Program in Cellular Neuroscience, Neurodegeneration and Repair, Department of Cell Biology, Yale University School of Medicine, P.O. Box 9812, New Haven, CT 06536-0812, USA.
Cell. 2013 Jul 18;154(2):337-50. doi: 10.1016/j.cell.2013.06.028.
Synaptic contacts are largely established during embryogenesis and are then maintained during growth. To identify molecules involved in this process, we conducted a forward genetic screen in C. elegans and identified cima-1. In cima-1 mutants, synaptic contacts are correctly established during embryogenesis, but ectopic synapses emerge during postdevelopmental growth. cima-1 encodes a solute carrier in the SLC17 family of transporters that includes sialin, a protein that when mutated in humans results in neurological disorders. cima-1 does not function in neurons but rather functions in the nearby epidermal cells to correctly position glia during postlarval growth. Our findings indicate that CIMA-1 antagonizes the FGF receptor (FGFR), and does so most likely by inhibiting FGFR's role in epidermal-glia adhesion rather than signaling. Our data suggest that epidermal-glia crosstalk, in this case mediated by a transporter and the FGF receptor, is vital to preserve embryonically derived circuit architecture during postdevelopmental growth.
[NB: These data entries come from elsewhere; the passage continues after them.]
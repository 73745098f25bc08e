//! Passage extraction from paginated source text.
//!
//! The source document is treated as a sequence of pages separated by
//! form-feed characters (`\u{0C}`); a document without form feeds is a
//! single page. Each page is split into passages hierarchically:
//! paragraphs first, then sentences, then words, bounded by a maximum
//! passage size with configurable overlap at the lowest level.

use crate::document::Passage;

/// Splits paginated source text into [`Passage`]s.
///
/// Passage IDs are generated as `{document_id}_p{page}_{index}` where
/// `page` is 1-based and `index` counts passages within the page.
#[derive(Debug, Clone)]
pub struct PassageExtractor {
    chunk_size: usize,
    chunk_overlap: usize,
}

/// Separators tried in order when a segment exceeds the passage size.
const SEPARATORS: [&str; 5] = ["\n\n", ". ", "! ", "? ", " "];

impl PassageExtractor {
    /// Create a new extractor.
    ///
    /// # Arguments
    ///
    /// * `chunk_size` — maximum number of characters per passage
    /// * `chunk_overlap` — overlap between consecutive character-split passages
    pub fn new(chunk_size: usize, chunk_overlap: usize) -> Self {
        Self { chunk_size, chunk_overlap }
    }

    /// Extract passages from the full source text.
    ///
    /// Pages consisting only of whitespace are skipped. Returns an empty
    /// `Vec` for empty input.
    pub fn extract(&self, document_id: &str, text: &str) -> Vec<Passage> {
        let mut passages = Vec::new();

        for (page_idx, page) in text.split('\u{0C}').enumerate() {
            let page_text = page.trim();
            if page_text.is_empty() {
                continue;
            }

            let pieces =
                split_and_merge(page_text, self.chunk_size, self.chunk_overlap, &SEPARATORS);

            for (i, piece) in pieces.into_iter().enumerate() {
                let text = piece.trim().to_string();
                if text.is_empty() {
                    continue;
                }
                passages.push(Passage {
                    id: format!("{document_id}_p{}_{i}", page_idx + 1),
                    text,
                    document_id: document_id.to_string(),
                    page: page_idx + 1,
                });
            }
        }

        passages
    }
}

/// Split `text` by the first separator, merging segments back together as
/// long as they fit within `chunk_size`. Oversized segments recurse into
/// the next separator level; character-window splitting is the last resort.
fn split_and_merge(
    text: &str,
    chunk_size: usize,
    chunk_overlap: usize,
    separators: &[&str],
) -> Vec<String> {
    if text.len() <= chunk_size {
        return vec![text.to_string()];
    }
    let Some((separator, rest)) = separators.split_first() else {
        return split_by_chars(text, chunk_size, chunk_overlap);
    };

    let mut pieces = Vec::new();
    let mut current = String::new();

    let flush = |current: &mut String, pieces: &mut Vec<String>| {
        if current.is_empty() {
            return;
        }
        let full = std::mem::take(current);
        if full.len() > chunk_size {
            pieces.extend(split_and_merge(&full, chunk_size, chunk_overlap, rest));
        } else {
            pieces.push(full);
        }
    };

    for segment in split_keeping_separator(text, separator) {
        if current.is_empty() || current.len() + segment.len() <= chunk_size {
            current.push_str(segment);
        } else {
            flush(&mut current, &mut pieces);
            current.push_str(segment);
        }
    }
    flush(&mut current, &mut pieces);

    pieces
}

/// Split text at a separator, keeping the separator attached to the
/// preceding segment.
fn split_keeping_separator<'a>(text: &'a str, separator: &str) -> Vec<&'a str> {
    let mut segments = Vec::new();
    let mut start = 0;

    while let Some(pos) = text[start..].find(separator) {
        let end = start + pos + separator.len();
        segments.push(&text[start..end]);
        start = end;
    }
    if start < text.len() {
        segments.push(&text[start..]);
    }

    segments
}

/// Character-window splitting with overlap, respecting UTF-8 boundaries.
fn split_by_chars(text: &str, chunk_size: usize, chunk_overlap: usize) -> Vec<String> {
    let chars: Vec<char> = text.chars().collect();
    if chars.is_empty() {
        return Vec::new();
    }

    let step = chunk_size.saturating_sub(chunk_overlap).max(1);
    let mut pieces = Vec::new();
    let mut start = 0;

    while start < chars.len() {
        let end = (start + chunk_size).min(chars.len());
        pieces.push(chars[start..end].iter().collect());
        if end == chars.len() {
            break;
        }
        start += step;
    }

    pieces
}

#[cfg(test)]
mod tests {
    use super::*;

    #[test]
    fn empty_input_yields_no_passages() {
        let extractor = PassageExtractor::new(128, 16);
        assert!(extractor.extract("doc", "").is_empty());
        assert!(extractor.extract("doc", "   \n \u{0C}  ").is_empty());
    }

    #[test]
    fn pages_split_on_form_feed() {
        let extractor = PassageExtractor::new(128, 16);
        let passages = extractor.extract("paper", "first page text\u{0C}second page text");
        assert_eq!(passages.len(), 2);
        assert_eq!(passages[0].page, 1);
        assert_eq!(passages[1].page, 2);
        assert_eq!(passages[0].id, "paper_p1_0");
        assert_eq!(passages[1].id, "paper_p2_0");
    }

    #[test]
    fn whitespace_pages_are_skipped() {
        let extractor = PassageExtractor::new(128, 16);
        let passages = extractor.extract("paper", "content\u{0C}   \u{0C}more content");
        assert_eq!(passages.len(), 2);
        assert_eq!(passages[1].page, 3);
    }

    #[test]
    fn long_page_splits_on_paragraphs() {
        let extractor = PassageExtractor::new(40, 8);
        let text = "A first paragraph of modest size.\n\nA second paragraph of modest size.";
        let passages = extractor.extract("doc", text);
        assert!(passages.len() >= 2);
        for passage in &passages {
            assert!(passage.text.len() <= 40, "passage too long: {}", passage.text.len());
        }
    }

    #[test]
    fn oversized_unbroken_text_falls_back_to_char_windows() {
        let extractor = PassageExtractor::new(10, 2);
        let passages = extractor.extract("doc", &"x".repeat(25));
        assert!(!passages.is_empty());
        for passage in &passages {
            assert!(passage.text.len() <= 10);
        }
    }

    #[test]
    fn char_windows_respect_utf8_boundaries() {
        // Multi-byte characters must not be split mid-codepoint.
        let pieces = split_by_chars(&"é".repeat(30), 8, 2);
        for piece in pieces {
            assert!(piece.chars().count() <= 8);
        }
    }

    #[test]
    fn short_page_is_a_single_passage() {
        let extractor = PassageExtractor::new(512, 100);
        let passages = extractor.extract("doc", "short text");
        assert_eq!(passages.len(), 1);
        assert_eq!(passages[0].text, "short text");
    }
}
//! Error types for the `agentic-rag` crate.

use thiserror::Error;

/// Errors that can occur in the question-answering pipeline.
#[derive(Debug, Error)]
pub enum RagError {
    /// The source document could not be loaded or indexed at startup.
    #[error("Load error: {0}")]
    Load(String),

    /// A retrieval backend failed to produce a result.
    #[error("Retrieval error ({backend}): {message}")]
    Retrieval {
        /// The backend that failed (`vectorstore` or `web_search`).
        backend: String,
        /// A description of the failure.
        message: String,
    },

    /// A pipeline stage could not produce a verdict.
    #[error("Pipeline error at stage '{stage}': {message}")]
    Pipeline {
        /// The stage that failed.
        stage: String,
        /// A description of the failure.
        message: String,
    },

    /// An error occurred during embedding generation.
    #[error("Embedding error ({provider}): {message}")]
    Embedding {
        /// The embedding provider that produced the error.
        provider: String,
        /// A description of the failure.
        message: String,
    },

    /// A chat-completion call failed at the transport or API level.
    ///
    /// The pipeline controller wraps these into [`RagError::Pipeline`]
    /// with the name of the stage that issued the call.
    #[error("Model error: {0}")]
    Model(String),

    /// A configuration validation error.
    #[error("Configuration error: {0}")]
    Config(String),
}

/// A convenience result type for pipeline operations.
pub type Result<T> = std::result::Result<T, RagError>;
//! Data types flowing through the pipeline: passages, search hits, and
//! the enumerated stage outputs.

use std::fmt;

use serde::{Deserialize, Serialize};

/// A chunk of source document text used as a retrieval unit.
///
/// Passages are created once when the [`DocumentStore`](crate::DocumentStore)
/// is built and are immutable afterwards.
#[derive(Debug, Clone, Serialize, Deserialize, PartialEq)]
pub struct Passage {
    /// Unique identifier, `{document_id}_p{page}_{index}`.
    pub id: String,
    /// The text content of the passage.
    pub text: String,
    /// The ID of the source document.
    pub document_id: String,
    /// 1-based page number within the source document.
    pub page: usize,
}

/// A retrieved [`Passage`] paired with a relevance score.
///
/// Created transiently during retrieval and discarded after reranking.
#[derive(Debug, Clone, Serialize, Deserialize)]
pub struct ScoredPassage {
    /// The retrieved passage.
    pub passage: Passage,
    /// The similarity or cross-encoder score (higher is more relevant).
    pub score: f32,
}

/// A single web-search hit.
#[derive(Debug, Clone, Serialize, Deserialize, PartialEq)]
pub struct WebHit {
    /// The page title.
    pub title: String,
    /// The page URL.
    pub url: String,
    /// A content snippet from the page.
    pub content: String,
}

/// The binary decision of which retrieval backend answers a question.
#[derive(Debug, Clone, Copy, PartialEq, Eq, Serialize, Deserialize)]
#[serde(rename_all = "snake_case")]
pub enum RouteDecision {
    /// Retrieve from the local document store.
    Vectorstore,
    /// Retrieve from the external web-search provider.
    WebSearch,
}

impl RouteDecision {
    /// The wire label for this decision.
    pub fn as_str(&self) -> &'static str {
        match self {
            RouteDecision::Vectorstore => "vectorstore",
            RouteDecision::WebSearch => "web_search",
        }
    }

    /// Resolve a classifier reply to a route.
    ///
    /// The reply is scanned for the `vectorstore` and `web_search` labels.
    /// An ambiguous reply (neither label, or both) resolves to
    /// [`RouteDecision::Vectorstore`], the lower-cost local path. This is a
    /// total function: routing is a forced binary choice.
    pub fn parse(reply: &str) -> RouteDecision {
        let reply = reply.to_lowercase();
        let web = reply.contains("web_search") || reply.contains("web search");
        let local = reply.contains("vectorstore");
        if web && !local { RouteDecision::WebSearch } else { RouteDecision::Vectorstore }
    }
}

impl fmt::Display for RouteDecision {
    fn fmt(&self, f: &mut fmt::Formatter<'_>) -> fmt::Result {
        f.write_str(self.as_str())
    }
}

/// A one-shot yes/no judgment produced by a grading stage.
#[derive(Debug, Clone, Copy, PartialEq, Eq, Serialize, Deserialize)]
#[serde(rename_all = "snake_case")]
pub enum Verdict {
    /// The graded property holds.
    Yes,
    /// The graded property does not hold.
    No,
}

impl Verdict {
    /// Parse a grader reply into a verdict.
    ///
    /// Scans the reply for the first `yes` or `no` token, case-insensitive,
    /// so replies like `"Yes."` or `"The answer is no"` resolve cleanly.
    /// Returns `None` when the reply contains neither token.
    pub fn parse(reply: &str) -> Option<Verdict> {
        for token in reply.split(|c: char| !c.is_ascii_alphabetic()) {
            match token.to_lowercase().as_str() {
                "yes" => return Some(Verdict::Yes),
                "no" => return Some(Verdict::No),
                _ => {}
            }
        }
        None
    }

    /// The wire label for this verdict.
    pub fn as_str(&self) -> &'static str {
        match self {
            Verdict::Yes => "yes",
            Verdict::No => "no",
        }
    }
}

impl fmt::Display for Verdict {
    fn fmt(&self, f: &mut fmt::Formatter<'_>) -> fmt::Result {
        f.write_str(self.as_str())
    }
}

#[cfg(test)]
mod tests {
    use super::*;

    #[test]
    fn route_parse_exact_labels() {
        assert_eq!(RouteDecision::parse("vectorstore"), RouteDecision::Vectorstore);
        assert_eq!(RouteDecision::parse("web_search"), RouteDecision::WebSearch);
    }

    #[test]
    fn route_parse_surrounding_prose() {
        assert_eq!(
            RouteDecision::parse("I would pick 'web_search' for this one."),
            RouteDecision::WebSearch
        );
        assert_eq!(RouteDecision::parse("Route: VECTORSTORE"), RouteDecision::Vectorstore);
    }

    #[test]
    fn route_parse_ambiguous_defaults_to_vectorstore() {
        assert_eq!(RouteDecision::parse(""), RouteDecision::Vectorstore);
        assert_eq!(RouteDecision::parse("maybe?"), RouteDecision::Vectorstore);
        assert_eq!(
            RouteDecision::parse("either vectorstore or web_search"),
            RouteDecision::Vectorstore
        );
    }

    #[test]
    fn verdict_parse_tokens() {
        assert_eq!(Verdict::parse("yes"), Some(Verdict::Yes));
        assert_eq!(Verdict::parse("No."), Some(Verdict::No));
        assert_eq!(Verdict::parse("The verdict is: YES"), Some(Verdict::Yes));
        assert_eq!(Verdict::parse("nope"), None);
        assert_eq!(Verdict::parse(""), None);
    }

    #[test]
    fn verdict_parse_first_token_wins() {
        assert_eq!(Verdict::parse("yes, although arguably no"), Some(Verdict::Yes));
    }
}
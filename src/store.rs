//! The local document knowledge base: passages plus a semantic index.

use std::path::Path;
use std::sync::Arc;

use tracing::{error, info};

use crate::chunking::PassageExtractor;
use crate::document::{Passage, ScoredPassage};
use crate::embedding::EmbeddingProvider;
use crate::error::{RagError, Result};

/// An in-memory semantic index over the passages of one source document.
///
/// Built once at startup and read-only afterwards: `search` takes `&self`
/// over immutable state, so a store behind an `Arc` is safe to share
/// across concurrent pipeline runs without locking.
pub struct DocumentStore {
    embedder: Arc<dyn EmbeddingProvider>,
    passages: Vec<Passage>,
    embeddings: Vec<Vec<f32>>,
}

impl std::fmt::Debug for DocumentStore {
    fn fmt(&self, f: &mut std::fmt::Formatter<'_>) -> std::fmt::Result {
        f.debug_struct("DocumentStore")
            .field("passages", &self.passages)
            .field("embeddings", &self.embeddings)
            .finish_non_exhaustive()
    }
}

impl DocumentStore {
    /// Build a store by loading, chunking, and embedding a source document.
    ///
    /// # Errors
    ///
    /// Returns [`RagError::Load`] if the file cannot be read, if chunking
    /// produces no passages, or if embedding fails. No partial index is
    /// ever retained.
    pub async fn build(
        source_path: &Path,
        document_id: &str,
        extractor: &PassageExtractor,
        embedder: Arc<dyn EmbeddingProvider>,
    ) -> Result<Self> {
        let text = std::fs::read_to_string(source_path).map_err(|e| {
            error!(path = %source_path.display(), error = %e, "failed to read source document");
            RagError::Load(format!("cannot read '{}': {e}", source_path.display()))
        })?;

        let passages = extractor.extract(document_id, &text);
        if passages.is_empty() {
            return Err(RagError::Load(format!(
                "source '{}' produced no passages",
                source_path.display()
            )));
        }

        let texts: Vec<&str> = passages.iter().map(|p| p.text.as_str()).collect();
        let embeddings = embedder.embed_batch(&texts).await.map_err(|e| {
            error!(error = %e, "embedding failed while indexing source document");
            RagError::Load(format!("embedding failed while indexing: {e}"))
        })?;

        info!(
            path = %source_path.display(),
            passage_count = passages.len(),
            "document store built"
        );
        Ok(Self { embedder, passages, embeddings })
    }

    /// Assemble a store from already-embedded passages.
    ///
    /// `passages` and `embeddings` must be parallel sequences; the
    /// embedder is used only for query embedding.
    pub fn from_indexed(
        embedder: Arc<dyn EmbeddingProvider>,
        passages: Vec<Passage>,
        embeddings: Vec<Vec<f32>>,
    ) -> Result<Self> {
        if passages.len() != embeddings.len() {
            return Err(RagError::Load(format!(
                "passage/embedding count mismatch: {} vs {}",
                passages.len(),
                embeddings.len()
            )));
        }
        Ok(Self { embedder, passages, embeddings })
    }

    /// Number of indexed passages.
    pub fn len(&self) -> usize {
        self.passages.len()
    }

    /// Whether the store holds no passages.
    pub fn is_empty(&self) -> bool {
        self.passages.is_empty()
    }

    /// Return the `k` passages most similar to the query, ordered by
    /// descending cosine similarity.
    ///
    /// Deterministic for a fixed index and embedding provider.
    ///
    /// # Errors
    ///
    /// Returns [`RagError::Retrieval`] tagged `vectorstore` if query
    /// embedding fails.
    pub async fn search(&self, query: &str, k: usize) -> Result<Vec<ScoredPassage>> {
        let query_embedding = self.embedder.embed(query).await.map_err(|e| {
            error!(error = %e, "query embedding failed");
            RagError::Retrieval {
                backend: "vectorstore".into(),
                message: format!("query embedding failed: {e}"),
            }
        })?;

        let mut scored: Vec<ScoredPassage> = self
            .passages
            .iter()
            .zip(&self.embeddings)
            .map(|(passage, embedding)| ScoredPassage {
                passage: passage.clone(),
                score: cosine_similarity(embedding, &query_embedding),
            })
            .collect();

        scored.sort_by(|a, b| b.score.partial_cmp(&a.score).unwrap_or(std::cmp::Ordering::Equal));
        scored.truncate(k);
        Ok(scored)
    }
}

/// Compute cosine similarity between two vectors.
///
/// Returns 0.0 if either vector has zero magnitude.
fn cosine_similarity(a: &[f32], b: &[f32]) -> f32 {
    let dot: f32 = a.iter().zip(b.iter()).map(|(x, y)| x * y).sum();
    let norm_a: f32 = a.iter().map(|x| x * x).sum::<f32>().sqrt();
    let norm_b: f32 = b.iter().map(|x| x * x).sum::<f32>().sqrt();
    if norm_a == 0.0 || norm_b == 0.0 {
        return 0.0;
    }
    dot / (norm_a * norm_b)
}

#[cfg(test)]
mod tests {
    use super::*;

    #[test]
    fn cosine_of_identical_vectors_is_one() {
        let v = [0.3, -0.5, 0.8];
        assert!((cosine_similarity(&v, &v) - 1.0).abs() < 1e-6);
    }

    #[test]
    fn cosine_of_orthogonal_vectors_is_zero() {
        assert!(cosine_similarity(&[1.0, 0.0], &[0.0, 1.0]).abs() < 1e-6);
    }

    #[test]
    fn cosine_of_zero_vector_is_zero() {
        assert_eq!(cosine_similarity(&[0.0, 0.0], &[1.0, 1.0]), 0.0);
    }
}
突触联系在胚胎发生期间基本建立,然后在生长过程中得到维持。为了鉴定参与这一过程的分子,我们在秀丽隐杆线虫中进行了正向遗传筛选,并鉴定出 cima-1。在 cima-1 突变体中,突触联系在胚胎发生期间正确建立,但在发育后生长期间出现异位突触。cima-1 编码溶质载体家族的 SLC17 转运体中的一种溶质载体,包括唾液酸,当人类中的该蛋白发生突变时会导致神经紊乱。cima-1 不在神经元中发挥作用,而是在附近的表皮细胞中发挥作用,以便在幼虫后期生长期间正确定位神经胶质。我们的研究结果表明,CIMA-1 拮抗 FGFR(成纤维细胞生长因子受体),最有可能是通过抑制 FGFR 在表皮-胶质黏附中的作用,而不是通过信号转导来实现的。我们的数据表明,表皮-胶质细胞串扰,在这种情况下由转运体和 FGFR 介导,对于在发育后生长过程中维持胚胎衍生的回路结构至关重要。